Steel, ferro alloys industries seek Bengal CMs help to reduce tariff hike by DVC
Steel, ferro alloys industries seek Bengal CMs help to reduce tariff hike by DVC

Mint

time5 days ago

  • Business
  • Mint

Steel, ferro alloys industries seek Bengal CMs help to reduce tariff hike by DVC

Kolkata, May 30 (PTI) Trade bodies representing the steel and ferro alloys industry in West Bengal have sought Chief Minister Mamata Banerjee's help to reduce the steep hike in power tariffs by the Damodar Valley Corporation (DVC), which they claim would lead to a shutdown of operations. In a joint statement, the Damodar Valley Power Consumers Association, the Steel Re-Rolling Mills Association of India and the West Bengal Sponge Iron Manufacturers Association claimed that the revised power tariff approved by the West Bengal Electricity Regulatory Commission (WBERC) for DVC sets the rate at ₹ 4.64 per unit for 2025–26. Additionally, an extra ₹ 1.36 per unit is being charged toward arrears accumulated between 2014 and 2020, raising the effective tariff to ₹ 6 per unit, it added.
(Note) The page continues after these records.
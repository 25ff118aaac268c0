//! Error types and handling for the CLI
//!
//! Exit codes are part of the tools' contract: 0 means every checked file
//! was valid, 1 means validation errors (or any operational failure), and 2
//! is reserved for validate-models finding nothing to validate.

use std::io;
use std::path::PathBuf;

/// Result type alias for CLI operations
pub type Result<T> = std::result::Result<T, Error>;

/// Main error type for CLI operations
#[derive(Debug, thiserror::Error)]
pub enum Error {
    /// IO error (file operations, etc.)
    #[error("IO error: {0}")]
    Io(#[from] io::Error),

    /// Error from the EDR dumper library
    #[error("EDR dump error: {0}")]
    Edr(#[from] wxmap_edr::Error),

    /// File not found
    #[error("File not found: {}", path.display())]
    FileNotFound { path: PathBuf },

    /// Configuration error
    #[error("Configuration error: {0}")]
    Config(String),

    /// Dashboard server failed to start or crashed
    #[error("Server error: {0}")]
    Serve(String),

    /// One or more files failed validation
    #[error("Validation failed: {errors} error(s) in {files} file(s)")]
    ValidationFailed { errors: usize, files: usize },

    /// Zero input files where at least one was expected
    #[error("{0}")]
    NoInput(String),

    /// validate-models found no YAML files to check
    #[error("No YAML files found to validate")]
    NoFilesToValidate,
}

impl Error {
    /// Create a configuration error
    pub fn config(message: impl Into<String>) -> Self {
        Self::Config(message.into())
    }

    /// Create a zero-input-files error
    pub fn no_input(message: impl Into<String>) -> Self {
        Self::NoInput(message.into())
    }

    /// Get the exit code for this error
    pub fn exit_code(&self) -> i32 {
        match self {
            Self::NoFilesToValidate => 2,
            _ => 1,
        }
    }
}

/// Format an error for display to the user
pub fn format_error(error: &Error, use_color: bool) -> String {
    if use_color {
        use colored::Colorize;
        format!("{} {}", "Error:".red().bold(), error)
    } else {
        format!("Error: {}", error)
    }
}

#[cfg(test)]
mod tests {
    use super::*;

    #[test]
    fn test_exit_codes() {
        assert_eq!(
            Error::ValidationFailed { errors: 3, files: 1 }.exit_code(),
            1
        );
        assert_eq!(Error::no_input("No style JSON files found").exit_code(), 1);
        assert_eq!(Error::NoFilesToValidate.exit_code(), 2);
    }

    #[test]
    fn test_format_error_plain() {
        let error = Error::config("bad config");
        assert_eq!(
            format_error(&error, false),
            "Error: Configuration error: bad config"
        );
    }
}
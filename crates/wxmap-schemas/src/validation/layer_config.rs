//! Layer configuration validation
//!
//! Validates WMS layer descriptor files: required fields, units, naming
//! convention, on-disk style references, level defaults, and composite
//! rules. Layer identifiers are the one invariant that spans files - the
//! first file to introduce an id owns it, and every later occurrence is an
//! error naming the owning file.
//!
//! Copyright (c) 2025 Wxmap Team
//! Licensed under the Apache-2.0 license

use crate::validation::json_type_name;
use crate::validation::report::Report;
use serde_json::{Map, Value};
use std::collections::btree_map::Entry;
use std::collections::BTreeMap;
use std::path::PathBuf;

/// Fields every layer entry must carry
const REQUIRED_LAYER_FIELDS: &[&str] = &["id", "parameter", "title", "style_file"];

/// Fields every layer file must carry at the top level
const REQUIRED_MODEL_FIELDS: &[&str] = &["model", "display_name", "layers"];

/// Cross-file registry of layer ids and the file that introduced each.
///
/// Files must be fed in sorted filename order so ownership is deterministic.
#[derive(Debug, Default)]
pub struct LayerIdRegistry {
    owners: BTreeMap<String, String>,
}

impl LayerIdRegistry {
    pub fn new() -> Self {
        Self::default()
    }

    /// Claim an id for `file`. Returns the owning file's name when the id is
    /// already taken, `None` when the claim succeeds.
    pub fn claim(&mut self, id: &str, file: &str) -> Option<&str> {
        match self.owners.entry(id.to_string()) {
            Entry::Occupied(entry) => Some(entry.into_mut().as_str()),
            Entry::Vacant(entry) => {
                entry.insert(file.to_string());
                None
            }
        }
    }

    /// Number of distinct layer ids seen so far
    pub fn len(&self) -> usize {
        self.owners.len()
    }

    pub fn is_empty(&self) -> bool {
        self.owners.is_empty()
    }
}

/// Validator for layer descriptor files, bound to the style directory the
/// files' `style_file` references must resolve against.
#[derive(Debug)]
pub struct LayerFileValidator {
    style_dir: PathBuf,
}

impl LayerFileValidator {
    pub fn new<P: Into<PathBuf>>(style_dir: P) -> Self {
        Self {
            style_dir: style_dir.into(),
        }
    }

    /// Validate one layer file, claiming its layer ids in `registry`.
    pub fn validate_file(
        &self,
        doc: &Value,
        file_name: &str,
        registry: &mut LayerIdRegistry,
    ) -> Report {
        let mut report = Report::new();

        let Some(root) = doc.as_object() else {
            report.add_error("", "Root must be a YAML mapping");
            return report;
        };

        for field in REQUIRED_MODEL_FIELDS {
            if !root.contains_key(*field) {
                report.add_error("", format!("Missing required field '{field}'"));
            }
        }

        let model = root.get("model").and_then(Value::as_str).unwrap_or("unknown");

        let layers: &[Value] = match root.get("layers") {
            Some(Value::Array(layers)) => layers,
            Some(_) => {
                report.add_error("", "'layers' must be a list");
                &[]
            }
            None => &[],
        };

        for layer_value in layers {
            let Some(layer) = layer_value.as_object() else {
                report.add_error(
                    "",
                    format!(
                        "Layer entry must be an object, got: {}",
                        json_type_name(layer_value)
                    ),
                );
                continue;
            };

            let layer_id = self.validate_layer(layer, model, &mut report);

            if let Some(layer_id) = layer_id {
                if let Some(owner) = registry.claim(&layer_id, file_name) {
                    report.add_error(
                        "",
                        format!("Duplicate layer ID '{layer_id}' (also in {owner})"),
                    );
                }
            }
        }

        report
    }

    /// Validate a single layer entry. Returns the layer id when one is
    /// declared, for duplicate tracking.
    fn validate_layer(
        &self,
        layer: &Map<String, Value>,
        model: &str,
        report: &mut Report,
    ) -> Option<String> {
        let layer_id = layer
            .get("id")
            .and_then(Value::as_str)
            .unwrap_or("<missing>")
            .to_string();
        let subject = format!("Layer '{layer_id}'");

        for field in REQUIRED_LAYER_FIELDS {
            if !layer.contains_key(*field) {
                report.add_error(
                    subject.clone(),
                    format!("missing required field '{field}'"),
                );
            }
        }

        // Composites derive their values from other layers, so they carry no
        // native unit of their own.
        let is_composite = layer.get("composite").is_some_and(truthy);
        let units = layer.get("units");
        let units_present = units.is_some_and(truthy);
        if units_present && !units.is_some_and(Value::is_object) {
            report.add_error(subject.clone(), "'units' must be an object");
        } else if !is_composite {
            if !units_present {
                report.add_error(subject.clone(), "missing required field 'units'");
            } else if units
                .and_then(Value::as_object)
                .is_some_and(|u| !u.contains_key("native"))
            {
                report.add_error(subject.clone(), "missing required field 'units.native'");
            }
        }

        if layer.contains_key("id") && layer.contains_key("parameter") {
            let expected_prefix = format!("{model}_");
            if !layer_id.starts_with(&expected_prefix) {
                report.add_warning(
                    subject.clone(),
                    format!("ID should start with '{expected_prefix}'"),
                );
            }
        }

        if let Some(style_file) = layer.get("style_file").and_then(Value::as_str) {
            if !style_file.is_empty() && !self.style_dir.join(style_file).exists() {
                report.add_error(
                    subject.clone(),
                    format!("style file '{style_file}' not found in {}/", self.style_dir.display()),
                );
            }
        }

        if let Some(levels) = layer.get("levels").and_then(Value::as_array) {
            if !levels.is_empty() {
                let has_default = levels.iter().any(|level| {
                    level
                        .as_object()
                        .and_then(|l| l.get("default"))
                        .is_some_and(truthy)
                });
                if !has_default {
                    report.add_warning(subject.clone(), "no default level specified");
                }
            }
        }

        if is_composite && !layer.get("requires").is_some_and(truthy) {
            report.add_error(subject, "composite layer must have 'requires' field");
        }

        layer.contains_key("id").then_some(layer_id)
    }
}

fn truthy(value: &Value) -> bool {
    match value {
        Value::Bool(b) => *b,
        Value::Null => false,
        Value::Number(n) => n.as_f64().is_some_and(|f| f != 0.0),
        Value::String(s) => !s.is_empty(),
        Value::Array(a) => !a.is_empty(),
        Value::Object(o) => !o.is_empty(),
    }
}

#[cfg(test)]
mod tests {
    use super::*;
    use serde_json::json;

    #[test]
    fn test_registry_first_file_owns_id() {
        let mut registry = LayerIdRegistry::new();
        assert!(registry.claim("gfs_temp", "gfs.yaml").is_none());
        assert_eq!(registry.claim("gfs_temp", "hrrr.yaml"), Some("gfs.yaml"));
        assert_eq!(registry.claim("gfs_temp", "nam.yaml"), Some("gfs.yaml"));
        assert_eq!(registry.len(), 1);
    }

    #[test]
    fn test_non_mapping_root() {
        let validator = LayerFileValidator::new("styles");
        let mut registry = LayerIdRegistry::new();
        let report = validator.validate_file(&json!("nope"), "gfs.yaml", &mut registry);
        assert_eq!(report.error_count(), 1);
        assert!(registry.is_empty());
    }

    #[test]
    fn test_composite_layer_skips_units_but_needs_requires() {
        let validator = LayerFileValidator::new("/nonexistent-styles");
        let mut registry = LayerIdRegistry::new();
        let doc = json!({
            "model": "gfs",
            "display_name": "GFS",
            "layers": [{
                "id": "gfs_wind",
                "parameter": "WIND",
                "title": "Wind",
                "style_file": "",
                "composite": true
            }]
        });
        let report = validator.validate_file(&doc, "gfs.yaml", &mut registry);
        let messages: Vec<_> = report.errors().map(|e| e.text()).collect();
        assert!(messages
            .iter()
            .any(|m| m.contains("composite layer must have 'requires' field")));
        assert!(!messages.iter().any(|m| m.contains("'units'")));
    }
}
They also claimed that the DVC imposed extra charges through Energy Charge Rate (ECR) and Monthly Variable Cost Adjustment (MVCA), amounting to another 50 paise per unit. "The net chargeable tariff to industries will now be around ₹ 6.80 per unit, a 30 per cent increase, which is unaffordable and threatens the survival of our units," the appeal stated. Highlighting regional disparities, the stakeholders pointed out that DVC only charges ₹ 4.42 per unit from its consumers in Jharkhand. "We are not against paying dues, but request that the ₹ 1.36 past arrears be recovered over the next six years to avoid tariff shocks," the appeal read. They also demanded a forensic audit of ECR and MVCA charges levied since 2017-18, and urged that the DVC be restrained from collecting these amounts until the audit is complete. "West Bengal is the second-largest contributor to India's secondary steel production, ferro alloys, pig iron, and pellets, and third in sponge iron output. Collapse of this sector will endanger the livelihoods of lakhs of people," the industry bodies warned. Calling it a crisis, the stakeholders urged the CM to engage with WBERC and the DVC at the earliest. "Your timely intervention will be instrumental in resolving this issue and saving these crucial industries in the state," the letter added.